### Dataset
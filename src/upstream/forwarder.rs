use crate::proxy::context::{empty_body, BoxBody};
use crate::upstream::target::{TargetPool, UpstreamTarget};
use bytes::Bytes;
use http::header::{CONNECTION, CONTENT_ENCODING, CONTENT_LENGTH, HOST, TRANSFER_ENCODING};
use http::{HeaderName, HeaderValue, StatusCode};
use http_body_util::BodyExt;
use hyper::body::Incoming;
use hyper::{Request, Response};
use hyper_util::client::legacy::connect::HttpConnector;
use hyper_util::client::legacy::Client;
use hyper_util::rt::TokioExecutor;
use std::sync::Arc;
use std::time::{Duration, Instant};

const STEALTH_STRIPPED_RESPONSE_HEADERS: &[&str] = &["server", "x-powered-by"];

pub enum ForwardError {
    NoUpstream,
    Timeout,
    Connect(String),
}

impl ForwardError {
    pub fn status(&self) -> StatusCode {
        match self {
            ForwardError::NoUpstream => StatusCode::SERVICE_UNAVAILABLE,
            ForwardError::Timeout => StatusCode::GATEWAY_TIMEOUT,
            ForwardError::Connect(_) => StatusCode::BAD_GATEWAY,
        }
    }

    /// The canonical status phrase, used as the response's `error` field.
    pub fn error_phrase(&self) -> &'static str {
        match self {
            ForwardError::NoUpstream => "Service Unavailable",
            ForwardError::Timeout => "Gateway Timeout",
            ForwardError::Connect(_) => "Bad Gateway",
        }
    }

    /// A human-readable detail, used as the response's `message` field.
    pub fn detail(&self) -> String {
        match self {
            ForwardError::NoUpstream => "No upstream available".to_string(),
            ForwardError::Timeout => "Upstream request timed out".to_string(),
            ForwardError::Connect(_) => "Upstream connection failed".to_string(),
        }
    }
}

/// Forwards requests to a target picked from a [`TargetPool`], rewriting
/// hop-by-hop and forwarding headers along the way.
pub struct Forwarder {
    client: Client<HttpConnector, BoxBody>,
    pool: Arc<TargetPool>,
    timeout: Duration,
    stealth_mode: bool,
    scheme_hint: String,
}

impl Forwarder {
    pub fn new(pool: Arc<TargetPool>, timeout: Duration, stealth_mode: bool, scheme_hint: String) -> Self {
        let client = Client::builder(TokioExecutor::new()).build(HttpConnector::new());
        Self {
            client,
            pool,
            timeout,
            stealth_mode,
            scheme_hint,
        }
    }

    pub async fn forward(
        &self,
        req: Request<Incoming>,
        client_key: &str,
    ) -> Result<(Response<BoxBody>, String, Duration), ForwardError> {
        let target = self.pool.next().ok_or(ForwardError::NoUpstream)?;
        let authority = target.authority();

        let (parts, body) = req.into_parts();
        let path_and_query = parts
            .uri
            .path_and_query()
            .map(|pq| pq.as_str().to_owned())
            .unwrap_or_else(|| "/".to_string());

        let uri = format!("{}{}", target.base_url(), path_and_query);

        let mut headers = parts.headers.clone();
        rewrite_host_header(&mut headers, &target);
        remove_hop_headers(&mut headers);
        inject_forwarded_headers(&mut headers, client_key, &parts.headers, &self.scheme_hint);

        let mut builder = Request::builder().method(parts.method.clone()).uri(&uri);
        for (name, value) in &headers {
            builder = builder.header(name, value);
        }

        let upstream_req = builder
            .body(body.boxed())
            .map_err(|e| ForwardError::Connect(e.to_string()))?;

        let start = Instant::now();
        let result = tokio::time::timeout(self.timeout, self.client.request(upstream_req)).await;

        match result {
            Ok(Ok(resp)) => {
                let elapsed = start.elapsed();
                self.pool.mark_health(&authority, true);
                Ok((self.build_downstream_response(resp, elapsed), authority, elapsed))
            }
            Ok(Err(e)) => {
                self.pool.mark_health(&authority, false);
                Err(ForwardError::Connect(e.to_string()))
            }
            Err(_) => {
                self.pool.mark_health(&authority, false);
                Err(ForwardError::Timeout)
            }
        }
    }

    fn build_downstream_response(
        &self,
        resp: Response<hyper::body::Incoming>,
        elapsed: Duration,
    ) -> Response<BoxBody> {
        let (parts, body) = resp.into_parts();
        let mut builder = Response::builder().status(parts.status);
        for (name, value) in &parts.headers {
            if self.stealth_mode
                && STEALTH_STRIPPED_RESPONSE_HEADERS.contains(&name.as_str())
            {
                continue;
            }
            builder = builder.header(name, value);
        }
        if let Ok(v) = HeaderValue::from_str(&elapsed.as_millis().to_string()) {
            builder = builder.header("x-response-time", v);
        }
        if !self.stealth_mode {
            builder = builder.header("x-proxied-by", HeaderValue::from_static("aegis-gateway"));
        }
        builder
            .body(body.boxed())
            .unwrap_or_else(|_| Response::new(empty_body()))
    }
}

fn default_port_for_scheme(scheme: &str) -> Option<u16> {
    match scheme {
        "http" => Some(80),
        "https" => Some(443),
        _ => None,
    }
}

/// Set `Host` to the bare hostname when the target's port is the default
/// for its scheme, else `host:port`.
fn rewrite_host_header(headers: &mut http::HeaderMap, target: &UpstreamTarget) {
    let host_value = if default_port_for_scheme(&target.scheme) == Some(target.port) {
        target.host.clone()
    } else {
        target.authority()
    };
    if let Ok(v) = HeaderValue::from_str(&host_value) {
        headers.insert(HOST, v);
    }
}

fn remove_hop_headers(headers: &mut http::HeaderMap) {
    let hop_headers: &[HeaderName] = &[
        CONNECTION,
        HeaderName::from_static("keep-alive"),
        HeaderName::from_static("proxy-authenticate"),
        HeaderName::from_static("proxy-authorization"),
        HeaderName::from_static("te"),
        HeaderName::from_static("trailers"),
        TRANSFER_ENCODING,
        HeaderName::from_static("upgrade"),
    ];
    for h in hop_headers {
        headers.remove(h);
    }
    let _ = CONTENT_ENCODING;
    let _ = CONTENT_LENGTH;
}

/// Inject `X-Forwarded-*` / `X-Real-IP` headers using the gateway's own
/// resolved client key rather than raw inbound headers, so a spoofed
/// `X-Forwarded-For` on the original request cannot leak past the gateway
/// unexamined — the coordinator's key extraction has already run by the
/// time this is called.
fn inject_forwarded_headers(
    headers: &mut http::HeaderMap,
    client_key: &str,
    original_headers: &http::HeaderMap,
    scheme_hint: &str,
) {
    static XFF: HeaderName = HeaderName::from_static("x-forwarded-for");
    static XFP: HeaderName = HeaderName::from_static("x-forwarded-proto");
    static XFH: HeaderName = HeaderName::from_static("x-forwarded-host");
    static XRI: HeaderName = HeaderName::from_static("x-real-ip");

    if let Ok(v) = HeaderValue::from_str(client_key) {
        headers.insert(XFF.clone(), v.clone());
        headers.insert(XRI.clone(), v);
    }
    if !headers.contains_key(&XFP) {
        if let Ok(v) = HeaderValue::from_str(scheme_hint) {
            headers.insert(XFP.clone(), v);
        }
    }
    if let Some(host) = original_headers.get(HOST).cloned() {
        headers.insert(XFH.clone(), host);
    }
}

#[cfg(test)]
mod tests {
    use super::*;

    #[test]
    fn forward_error_status_codes() {
        assert_eq!(ForwardError::NoUpstream.status(), StatusCode::SERVICE_UNAVAILABLE);
        assert_eq!(ForwardError::Timeout.status(), StatusCode::GATEWAY_TIMEOUT);
        assert_eq!(
            ForwardError::Connect("x".to_string()).status(),
            StatusCode::BAD_GATEWAY
        );
    }

    #[test]
    fn host_header_rewritten_to_target_authority() {
        let target = UpstreamTarget {
            scheme: "http".to_string(),
            host: "svc".to_string(),
            port: 8080,
            original: "http://svc:8080".to_string(),
        };
        let mut headers = http::HeaderMap::new();
        headers.insert(HOST, HeaderValue::from_static("original.example"));
        rewrite_host_header(&mut headers, &target);
        assert_eq!(headers.get(HOST).unwrap(), "svc:8080");
    }

    #[test]
    fn host_header_omits_default_port() {
        let target = UpstreamTarget {
            scheme: "http".to_string(),
            host: "svc".to_string(),
            port: 80,
            original: "http://svc".to_string(),
        };
        let mut headers = http::HeaderMap::new();
        rewrite_host_header(&mut headers, &target);
        assert_eq!(headers.get(HOST).unwrap(), "svc");
    }

    #[test]
    fn hop_headers_are_stripped() {
        let mut headers = http::HeaderMap::new();
        headers.insert(CONNECTION, HeaderValue::from_static("keep-alive"));
        headers.insert(TRANSFER_ENCODING, HeaderValue::from_static("chunked"));
        remove_hop_headers(&mut headers);
        assert!(headers.get(CONNECTION).is_none());
        assert!(headers.get(TRANSFER_ENCODING).is_none());
    }
}
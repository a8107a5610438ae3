use metrics::{describe_counter, describe_gauge, describe_histogram, Unit};
use metrics_exporter_prometheus::{PrometheusBuilder, PrometheusHandle};

/// Histogram bucket boundaries for latency metrics (seconds).
const LATENCY_BUCKETS: &[f64] = &[
    0.001, 0.005, 0.01, 0.025, 0.05, 0.1, 0.25, 0.5, 1.0, 2.5, 5.0, 10.0,
];

/// Histogram bucket boundaries for response body size (bytes).
const SIZE_BUCKETS: &[f64] = &[
    100.0, 500.0, 1000.0, 5000.0, 10000.0, 50000.0, 100000.0, 500000.0, 1000000.0,
];

/// Thin handle around the global metrics recorder.
///
/// After `Metrics::install()` the `metrics` crate macros (`counter!`, `gauge!`,
/// `histogram!`) can be used anywhere in the codebase. The `PrometheusHandle`
/// is retained solely for rendering the `/metrics` endpoint.
#[derive(Clone)]
pub struct Metrics {
    handle: PrometheusHandle,
}

impl Metrics {
    /// Install the global Prometheus recorder and register metric descriptions.
    ///
    /// Must be called **once** at startup before any `counter!` / `gauge!` /
    /// `histogram!` calls.
    pub fn install() -> Self {
        let handle = PrometheusBuilder::new()
            .set_buckets_for_metric(
                metrics_exporter_prometheus::Matcher::Suffix("_duration_seconds".to_string()),
                LATENCY_BUCKETS,
            )
            .expect("valid matcher")
            .set_buckets_for_metric(
                metrics_exporter_prometheus::Matcher::Full("gateway_http_response_size_bytes".to_string()),
                SIZE_BUCKETS,
            )
            .expect("valid matcher")
            .install_recorder()
            .expect("failed to install metrics recorder");

        // --- Describe all metrics (adds HELP / TYPE lines) ---

        // request path
        describe_counter!(
            "gateway_http_requests_total",
            Unit::Count,
            "Total HTTP requests processed"
        );
        describe_histogram!(
            "gateway_http_request_duration_seconds",
            Unit::Seconds,
            "Total request duration from client perspective"
        );
        describe_histogram!(
            "gateway_upstream_request_duration_seconds",
            Unit::Seconds,
            "Upstream request duration (time spent waiting for upstream)"
        );
        describe_gauge!(
            "gateway_http_requests_in_flight",
            Unit::Count,
            "Number of requests currently being processed"
        );
        describe_histogram!(
            "gateway_http_response_size_bytes",
            Unit::Bytes,
            "Response body size in bytes"
        );

        // rate limiting
        describe_counter!(
            "gateway_rate_limit_rejected_total",
            Unit::Count,
            "Total requests rejected by the rate limiter"
        );
        describe_counter!(
            "gateway_rate_limit_allowed_total",
            Unit::Count,
            "Total requests allowed by the rate limiter"
        );
        describe_gauge!(
            "gateway_rate_limit_blocked_clients",
            Unit::Count,
            "Number of client keys currently blocked"
        );

        // bot detection
        describe_counter!(
            "gateway_bot_scored_total",
            Unit::Count,
            "Total requests scored by the bot detector"
        );
        describe_counter!(
            "gateway_bot_blocked_total",
            Unit::Count,
            "Total requests blocked as bots"
        );

        // ip reputation
        describe_counter!(
            "gateway_reputation_lookup_total",
            Unit::Count,
            "Total reputation lookups, by cache hit/miss/error"
        );
        describe_counter!(
            "gateway_reputation_blocked_total",
            Unit::Count,
            "Total requests blocked by ip reputation"
        );
        describe_gauge!(
            "gateway_reputation_cache_size",
            Unit::Count,
            "Number of entries in the reputation cache"
        );
        describe_gauge!(
            "gateway_reputation_quota_remaining",
            Unit::Count,
            "Remaining external reputation provider calls for today"
        );

        // upstream health and discovery
        describe_gauge!(
            "gateway_upstream_health_status",
            Unit::Count,
            "Upstream target health: 1=healthy 0=unhealthy"
        );
        describe_counter!(
            "gateway_health_check_total",
            Unit::Count,
            "Total active health check attempts"
        );
        describe_gauge!(
            "gateway_upstream_pool_size",
            Unit::Count,
            "Number of targets currently in the upstream pool"
        );
        describe_gauge!(
            "gateway_discovery_containers",
            Unit::Count,
            "Number of containers seen by the last discovery tick"
        );
        describe_counter!(
            "gateway_discovery_tick_total",
            Unit::Count,
            "Total discovery loop ticks, by result"
        );

        // connections
        describe_gauge!(
            "gateway_connections_active",
            Unit::Count,
            "Number of active downstream connections"
        );
        describe_counter!(
            "gateway_connections_total",
            Unit::Count,
            "Total connections accepted"
        );

        Self { handle }
    }

    /// Render all metrics in Prometheus text exposition format.
    pub fn render(&self) -> String {
        self.handle.render()
    }
}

### What is expected
Check the data for the word "HeaderName" and pull out the lines that have it.

### Solution
use http::{HeaderName, HeaderValue, StatusCode};
    let hop_headers: &[HeaderName] = &[
        HeaderName::from_static("keep-alive"),
        HeaderName::from_static("proxy-authenticate"),
        HeaderName::from_static("proxy-authorization"),
        HeaderName::from_static("te"),
        HeaderName::from_static("trailers"),
        HeaderName::from_static("upgrade"),
    static XFF: HeaderName = HeaderName::from_static("x-forwarded-for");
    static XFP: HeaderName = HeaderName::from_static("x-forwarded-proto");
    static XFH: HeaderName = HeaderName::from_static("x-forwarded-host");
    static XRI: HeaderName = HeaderName::from_static("x-real-ip");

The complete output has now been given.